Kareena Kapoor swears by it. As do Rani Mukherji and Sridevi. And a gazillion other celebrities!
The Surya Namaskar, a sequence of 12 yoga poses that flow into each other with rhythmic breathing, is touted as the one series that can keep you fit. Even if you don’t have the time for any other strenuous routine, upping your Surya Namaskar count can amp up your fitness level. This sequence provides you with all the benefits of yoga.
Why do it?
Each of the 12 poses is designed to have a specific benefit on the body. The sequence can boost cardiovascular health, improve blood circulation and digestion, tone arms, strengthen the spine and improve flexibility. It also boosts overall health, aids in weight loss and can keep you youthful. A regular routine can also help beat stress and detox your body.

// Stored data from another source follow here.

//! Ray type for path tracing.
//!
//! A ray is defined by an origin point, a direction vector, and a time
//! value for motion blur support.

use crate::Vec3;

/// A ray with origin, direction, and time.
///
/// The direction is not required to be normalized. A zero component in
/// the direction is accepted: intersection code divides by it and lets
/// the IEEE infinity flow through the slab test.
#[derive(Debug, Clone, Copy)]
pub struct Ray {
    /// Origin point of the ray
    origin: Vec3,
    /// Direction vector (not necessarily normalized)
    direction: Vec3,
    /// Time value for motion blur
    time: f64,
}

impl Ray {
    /// Create a new ray.
    #[inline]
    pub fn new(origin: Vec3, direction: Vec3, time: f64) -> Self {
        Self {
            origin,
            direction,
            time,
        }
    }

    /// Create a ray at time 0.
    #[inline]
    pub fn new_simple(origin: Vec3, direction: Vec3) -> Self {
        Self::new(origin, direction, 0.0)
    }

    /// Get the ray's origin point.
    #[inline]
    pub fn origin(&self) -> Vec3 {
        self.origin
    }

    /// Get the ray's direction vector.
    #[inline]
    pub fn direction(&self) -> Vec3 {
        self.direction
    }

    /// Get the ray's time value.
    #[inline]
    pub fn time(&self) -> f64 {
        self.time
    }

    /// Compute a point along the ray at parameter t.
    /// P(t) = origin + t * direction
    #[inline]
    pub fn at(&self, t: f64) -> Vec3 {
        self.origin + t * self.direction
    }
}

impl Default for Ray {
    fn default() -> Self {
        Self {
            origin: Vec3::ZERO,
            direction: Vec3::Z,
            time: 0.0,
        }
    }
}
//! haze - CPU path tracing core.
//!
//! Monte Carlo light transport: geometric intersection against shapes
//! and bounding boxes, material scattering with importance-sampled
//! densities, and homogeneous participating media.

mod camera;
mod error;
mod hittable;
mod material;
mod medium;
mod pdf;
mod renderer;
mod sphere;
mod texture;

pub use camera::Camera;
pub use error::SceneError;
pub use hittable::{HitRecord, Hittable, HittableList};
pub use material::{Color, Dielectric, DiffuseLight, Isotropic, Lambertian, Material, Metal, Scatter};
pub use medium::ConstantMedium;
pub use pdf::{CosinePdf, Onb, Pdf, SpherePdf};
pub use renderer::{
    color_to_rgba, linear_to_gamma, ray_color, render, render_pixel, ImageBuffer, RenderConfig,
};
pub use sphere::Sphere;
pub use texture::{SolidColor, Texture};

/// Re-export common math types from haze_math
pub use haze_math::{Aabb, Interval, Point3, Ray, Vec3};
use crate::ast::Expr;
use crate::error::CalcError;
use crate::evaluator::Evaluator;
use crate::lexer::Scanner;
use crate::parser::Parser;
use crate::render::render_tree;
use crate::value::Value;
use tracing::{debug, trace, warn};

/// Presentation settings shared by the one-shot runner and the REPL.
#[derive(Debug, Clone, Copy, Default)]
pub struct Options {
    /// Print the rendered expression tree before the result.
    pub show_tree: bool,
    /// Print every token as it is scanned.
    pub trace_tokens: bool,
}

/// Scans, parses and evaluates one expression, honouring `options`.
pub fn evaluate(source: &str, options: &Options) -> Result<(Expr, Value), CalcError> {
    debug!(input = source, "evaluating expression");

    let scanner = if options.trace_tokens {
        Scanner::with_observer(source, |token| println!("Token: {}", token))
    } else {
        Scanner::new(source)
    };

    let tree = Parser::new(scanner)?.parse()?;
    trace!(tree = %tree, "parsed expression");

    let value = Evaluator::for_source(source).evaluate_expression(&tree)?;
    debug!(result = %value, "evaluated expression");

    Ok((tree, value))
}

/// Evaluates `source` and prints the outcome. Returns whether it succeeded.
pub fn run(source: &str, filename: Option<&str>, options: &Options) -> bool {
    match evaluate(source, options) {
        Ok((tree, value)) => {
            if options.show_tree {
                println!("{}", render_tree(&tree));
            }
            println!("Result: {}", value);
            true
        }
        Err(error) => {
            warn!(input = source, error = %error, "expression failed");
            if let Err(io_error) = error.report(source, filename) {
                eprintln!("Error: {} ({})", error, io_error);
            }
            false
        }
    }
}

/// Evaluates every non-empty line of `contents` independently.
/// Returns the number of lines that failed.
pub fn run_lines(contents: &str, filename: &str, options: &Options) -> usize {
    let mut failures = 0;

    for (index, line) in contents.lines().enumerate() {
        let line = line.trim();
        if line.is_empty() {
            continue;
        }

        let location = format!("{}:{}", filename, index + 1);
        if !run(line, Some(&location), options) {
            failures += 1;
        }
    }

    failures
}
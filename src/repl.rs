use crate::runner::{self, Options};
use std::io::{self, BufRead, Write};
use tracing::debug;

const PROMPT: &str = "calc> ";

/// What a session did with its input lines.
#[derive(Debug, Clone, Copy, Default, PartialEq, Eq)]
pub struct SessionStats {
    /// Lines handed to the evaluator.
    pub evaluated: usize,
    /// Evaluated lines that failed.
    pub failed: usize,
}

/// Interactive loop over stdin.
pub fn start(options: &Options) {
    println!("treecalc v{}", env!("CARGO_PKG_VERSION"));
    println!("Type 'exit' or press Ctrl+D to quit");
    println!();

    let stdin = io::stdin();
    let stats = run_session(stdin.lock(), options);
    debug!(evaluated = stats.evaluated, failed = stats.failed, "repl session ended");
}

/// Reads one expression per line until EOF or `exit`/`quit`. Empty lines are
/// skipped and a failing line does not end the session. Nothing carries over
/// from one line to the next.
pub fn run_session(mut input: impl BufRead, options: &Options) -> SessionStats {
    let mut stats = SessionStats::default();

    loop {
        print!("{}", PROMPT);
        if let Err(error) = io::stdout().flush() {
            eprintln!("Error writing prompt: {}", error);
            break;
        }

        let mut line = String::new();
        match input.read_line(&mut line) {
            Ok(0) => {
                // EOF reached (Ctrl+D or piped input ended)
                println!();
                break;
            }
            Ok(_) => {
                let line = line.trim();
                if line.is_empty() {
                    continue;
                }
                if line == "exit" || line == "quit" {
                    println!("Goodbye!");
                    break;
                }

                stats.evaluated += 1;
                if !runner::run(line, None, options) {
                    stats.failed += 1;
                }
            }
            Err(error) => {
                eprintln!("Error reading input: {}", error);
                break;
            }
        }
    }

    stats
}
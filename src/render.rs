use crate::ast::Expr;

/// Columns left between the two subtrees of a node.
const GAP: usize = 3;

/// A rendered subtree: a rectangle of text and the column of its root.
struct Block {
    lines: Vec<Vec<char>>,
    width: usize,
    anchor: usize,
}

impl Block {
    fn leaf(text: &str) -> Self {
        let line: Vec<char> = text.chars().collect();
        let width = line.len();
        Self {
            lines: vec![line],
            width,
            anchor: width.saturating_sub(1) / 2,
        }
    }

    fn row(&self, index: usize) -> Vec<char> {
        let mut row = self.lines.get(index).cloned().unwrap_or_default();
        row.resize(self.width, ' ');
        row
    }
}

/// Lays the tree out as text: each operator sits above a `/ \`, with its
/// left and right operands side by side underneath.
///
/// ```text
///    +
///   / \
/// 1     *
///      / \
///     2   3
/// ```
pub fn render_tree(expr: &Expr) -> String {
    layout(expr)
        .lines
        .iter()
        .map(|line| line.iter().collect::<String>().trim_end().to_string())
        .collect::<Vec<_>>()
        .join("\n")
}

fn layout(expr: &Expr) -> Block {
    match expr {
        Expr::Literal(value) => Block::leaf(&value.to_string()),
        Expr::Binary {
            operator,
            left,
            right,
        } => {
            let left = layout(left);
            let right = layout(right);

            let right_offset = left.width + GAP;
            let right_anchor = right_offset + right.anchor;
            let root = (left.anchor + right_anchor) / 2;
            let width = right_offset + right.width;

            let mut head = vec![' '; width];
            head[root] = operator.symbol();
            let mut branches = vec![' '; width];
            branches[root - 1] = '/';
            branches[root + 1] = '\\';

            let mut lines = vec![head, branches];
            for index in 0..left.lines.len().max(right.lines.len()) {
                let mut row = left.row(index);
                row.extend(std::iter::repeat(' ').take(GAP));
                row.extend(right.row(index));
                lines.push(row);
            }

            Block {
                lines,
                width,
                anchor: root,
            }
        }
    }
}
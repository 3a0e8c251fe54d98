use crate::ast::{BinaryOp, Expr};
use crate::error::CalcError;
use crate::lexer::{Scanner, Token, TokenType};

/// Limit on both parenthesis nesting and tree height. Parsing, evaluation
/// and rendering recurse once per level.
pub const MAX_DEPTH: usize = 256;

/// Recursive-descent parser over a single token of lookahead.
///
/// ```text
/// expr   := term ( (PLUS | MINUS) term )*
/// term   := factor ( (STAR | SLASH) factor )*
/// factor := INTEGER | LPAREN expr RPAREN
/// ```
pub struct Parser<'a> {
    scanner: Scanner<'a>,
    current: Token,
    nesting: usize,
}

impl<'a> Parser<'a> {
    /// Primes the lookahead with the first token of the input.
    pub fn new(mut scanner: Scanner<'a>) -> Result<Self, CalcError> {
        let current = scanner.next_token()?;
        Ok(Self {
            scanner,
            current,
            nesting: 0,
        })
    }

    /// Parses a complete expression. Anything left over after it is an error.
    pub fn parse(mut self) -> Result<Expr, CalcError> {
        let expr = self.expression()?;
        if !self.check(TokenType::End) {
            return Err(CalcError::invalid_syntax(
                self.current.span,
                "an operator or end of input",
                self.current.describe(),
            )
            .with_help("Two operands must be joined by one of + - * /, and every ')' needs a matching '('."));
        }
        Ok(expr)
    }

    /// `expr := term ( (PLUS | MINUS) term )*`
    pub fn expression(&mut self) -> Result<Expr, CalcError> {
        self.sum().map(|(expr, _)| expr)
    }

    // Each rule returns the tree together with its height so that
    // over-deep input is rejected before anything recurses over it.

    fn sum(&mut self) -> Result<(Expr, usize), CalcError> {
        let (mut expr, mut height) = self.term()?;

        while let Some(operator_token) = self.match_types(&[TokenType::Plus, TokenType::Minus])? {
            let operator = match operator_token.token_type {
                TokenType::Plus => BinaryOp::Add,
                _ => BinaryOp::Subtract,
            };
            let (right, right_height) = self.term()?;
            height = self.grow(height.max(right_height))?;
            expr = Expr::binary(operator, expr, right);
        }

        Ok((expr, height))
    }

    /// `term := factor ( (STAR | SLASH) factor )*`
    fn term(&mut self) -> Result<(Expr, usize), CalcError> {
        let (mut expr, mut height) = self.factor()?;

        while let Some(operator_token) = self.match_types(&[TokenType::Star, TokenType::Slash])? {
            let operator = match operator_token.token_type {
                TokenType::Star => BinaryOp::Multiply,
                _ => BinaryOp::Divide,
            };
            let (right, right_height) = self.factor()?;
            height = self.grow(height.max(right_height))?;
            expr = Expr::binary(operator, expr, right);
        }

        Ok((expr, height))
    }

    /// `factor := INTEGER | LPAREN expr RPAREN`
    fn factor(&mut self) -> Result<(Expr, usize), CalcError> {
        match self.current.token_type {
            TokenType::Integer => {
                let token = self.advance()?;
                // Integer tokens always carry their value
                Ok((Expr::Literal(token.value.unwrap_or_default()), 0))
            }
            TokenType::LeftParen => {
                self.nesting += 1;
                if self.nesting > MAX_DEPTH {
                    return Err(self.too_deep());
                }
                self.advance()?;
                let inner = self.sum()?;
                self.consume(TokenType::RightParen, "')'")
                    .map_err(|error| error.with_help("Every '(' must be closed with a matching ')'."))?;
                self.nesting -= 1;
                Ok(inner)
            }
            _ => Err(CalcError::invalid_syntax(
                self.current.span,
                "an integer or '('",
                self.current.describe(),
            )
            .with_help("Each operand must be a non-negative integer or a parenthesised expression.")),
        }
    }

    /// Height of a new operator node whose tallest child is `child_height`.
    fn grow(&self, child_height: usize) -> Result<usize, CalcError> {
        let height = child_height + 1;
        if height > MAX_DEPTH {
            Err(self.too_deep())
        } else {
            Ok(height)
        }
    }

    fn too_deep(&self) -> CalcError {
        CalcError::invalid_syntax(
            self.current.span,
            format!("at most {} levels of nesting", MAX_DEPTH),
            "expression nested too deeply",
        )
        .with_help("Split the calculation into smaller expressions.")
    }

    fn match_types(&mut self, types: &[TokenType]) -> Result<Option<Token>, CalcError> {
        if types.iter().any(|token_type| self.check(*token_type)) {
            Ok(Some(self.advance()?))
        } else {
            Ok(None)
        }
    }

    fn check(&self, token_type: TokenType) -> bool {
        self.current.token_type == token_type
    }

    /// Replaces the lookahead with the next scanned token, returning the old one.
    fn advance(&mut self) -> Result<Token, CalcError> {
        let next = self.scanner.next_token()?;
        Ok(std::mem::replace(&mut self.current, next))
    }

    /// Eats the lookahead if it has the expected type.
    fn consume(&mut self, token_type: TokenType, expected: &str) -> Result<Token, CalcError> {
        if self.check(token_type) {
            self.advance()
        } else {
            Err(CalcError::invalid_syntax(
                self.current.span,
                expected,
                self.current.describe(),
            ))
        }
    }
}
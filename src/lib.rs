// treecalc: integer arithmetic calculator library
//
// Text is scanned into tokens, parsed by recursive descent into an
// expression tree, and the tree is evaluated to a number. Each stage reports
// failures as a `CalcError` that can be rendered as a labelled diagnostic.

// Public modules
pub mod ast;
pub mod error;
pub mod evaluator;
pub mod lexer;
pub mod parser;
pub mod render;
pub mod repl;
pub mod runner;
pub mod value;

// Re-export commonly used items
pub use ast::{BinaryOp, Expr};
pub use error::{CalcError, ErrorKind, Span};
pub use evaluator::{evaluate, Evaluator};
pub use lexer::{Scanner, Token, TokenType};
pub use parser::Parser;
pub use render::render_tree;
pub use runner::Options;
pub use value::Value;

// Re-export main functions
pub use repl::start as start_repl;
pub use runner::run;

/// Parses `text` into an expression tree. The whole input must form one
/// expression.
pub fn parse(text: &str) -> Result<Expr, CalcError> {
    Parser::new(Scanner::new(text))?.parse()
}

/// Parses and evaluates `text`, returning both the tree and its value.
pub fn parse_and_evaluate(text: &str) -> Result<(Expr, Value), CalcError> {
    let tree = parse(text)?;
    let value = Evaluator::for_source(text).evaluate_expression(&tree)?;
    Ok((tree, value))
}
use clap::{Arg, ArgAction, Command};
use std::fs;
use std::path::Path;
use std::process::ExitCode;
use tracing_subscriber::EnvFilter;
use treecalc::{repl, runner, Options};

fn main() -> ExitCode {
    tracing_subscriber::fmt()
        .with_writer(std::io::stderr)
        .with_env_filter(
            EnvFilter::try_from_default_env().unwrap_or_else(|_| EnvFilter::new("warn")),
        )
        .init();

    let matches = Command::new("treecalc")
        .about("Evaluates integer arithmetic expressions and shows their syntax tree")
        .arg(
            Arg::new("expression")
                .help("The expression to evaluate")
                .value_name("EXPRESSION")
                .index(1),
        )
        .arg(
            Arg::new("file")
                .short('f')
                .long("file")
                .help("Evaluate every non-empty line of FILE")
                .value_name("FILE")
                .conflicts_with("expression"),
        )
        .arg(
            Arg::new("interactive")
                .short('i')
                .long("interactive")
                .help("Start in interactive REPL mode")
                .action(ArgAction::SetTrue)
                .conflicts_with_all(["expression", "file"]),
        )
        .arg(
            Arg::new("tree")
                .short('t')
                .long("tree")
                .help("Print the expression tree before the result")
                .action(ArgAction::SetTrue),
        )
        .arg(
            Arg::new("tokens")
                .long("tokens")
                .help("Print every token as it is scanned")
                .action(ArgAction::SetTrue),
        )
        .get_matches();

    let options = Options {
        show_tree: matches.get_flag("tree"),
        trace_tokens: matches.get_flag("tokens"),
    };

    if matches.get_flag("interactive") {
        repl::start(&options);
        ExitCode::SUCCESS
    } else if let Some(expression) = matches.get_one::<String>("expression") {
        if runner::run(expression, None, &options) {
            ExitCode::SUCCESS
        } else {
            ExitCode::FAILURE
        }
    } else if let Some(file_path) = matches.get_one::<String>("file") {
        run_file(file_path, &options)
    } else {
        repl::start(&options);
        ExitCode::SUCCESS
    }
}

fn run_file(path: &str, options: &Options) -> ExitCode {
    let path = Path::new(path);

    match fs::read_to_string(path) {
        Ok(contents) => {
            let failures = runner::run_lines(&contents, &path.display().to_string(), options);
            if failures == 0 {
                ExitCode::SUCCESS
            } else {
                ExitCode::FAILURE
            }
        }
        Err(e) => {
            eprintln!("Error reading file '{}': {}", path.display(), e);
            ExitCode::FAILURE
        }
    }
}
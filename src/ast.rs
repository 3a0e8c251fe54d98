use std::fmt;

/// Expression tree produced by a successful parse.
///
/// Nodes carry no source positions, so the same expression written with
/// different spacing yields equal trees.
#[derive(Debug, Clone, PartialEq, Eq)]
pub enum Expr {
    Literal(i64),
    Binary {
        operator: BinaryOp,
        left: Box<Expr>,
        right: Box<Expr>,
    },
}

impl Expr {
    pub fn binary(operator: BinaryOp, left: Expr, right: Expr) -> Self {
        Expr::Binary {
            operator,
            left: Box::new(left),
            right: Box::new(right),
        }
    }
}

impl fmt::Display for Expr {
    fn fmt(&self, f: &mut fmt::Formatter) -> fmt::Result {
        match self {
            Expr::Literal(value) => write!(f, "{}", value),
            Expr::Binary {
                operator,
                left,
                right,
            } => write!(f, "({} {} {})", left, operator, right),
        }
    }
}

#[derive(Debug, Clone, Copy, PartialEq, Eq)]
pub enum BinaryOp {
    Add,
    Subtract,
    Multiply,
    Divide,
}

impl BinaryOp {
    pub fn symbol(&self) -> char {
        match self {
            BinaryOp::Add => '+',
            BinaryOp::Subtract => '-',
            BinaryOp::Multiply => '*',
            BinaryOp::Divide => '/',
        }
    }
}

impl fmt::Display for BinaryOp {
    fn fmt(&self, f: &mut fmt::Formatter) -> fmt::Result {
        write!(f, "{}", self.symbol())
    }
}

When to do it. Surya Namaskar is best done early in the morning on an empty stomach. For apart from improving your health, Surya Namaskar is also an opportunity to express gratitude to the sun for sustaining life on this planet.
How to do it?
The Surya Namaskar comprises these 12 steps:
- Pranamasana (Prayer pose): Stand at the edge of the mat with your feet together, the weight equally balanced on both feet. Expand your chest and relax your shoulders.As you breathe in, lift both arms up from the sides. Exhale and bring palms together in front of your chest in the namaskar position.
- Hastauttanasana (Raised Arms pose): Breathe in and lift the arms up and back, keeping biceps close to the ears. The idea is to stretch the whole body up from the heels to the tips of the fingers.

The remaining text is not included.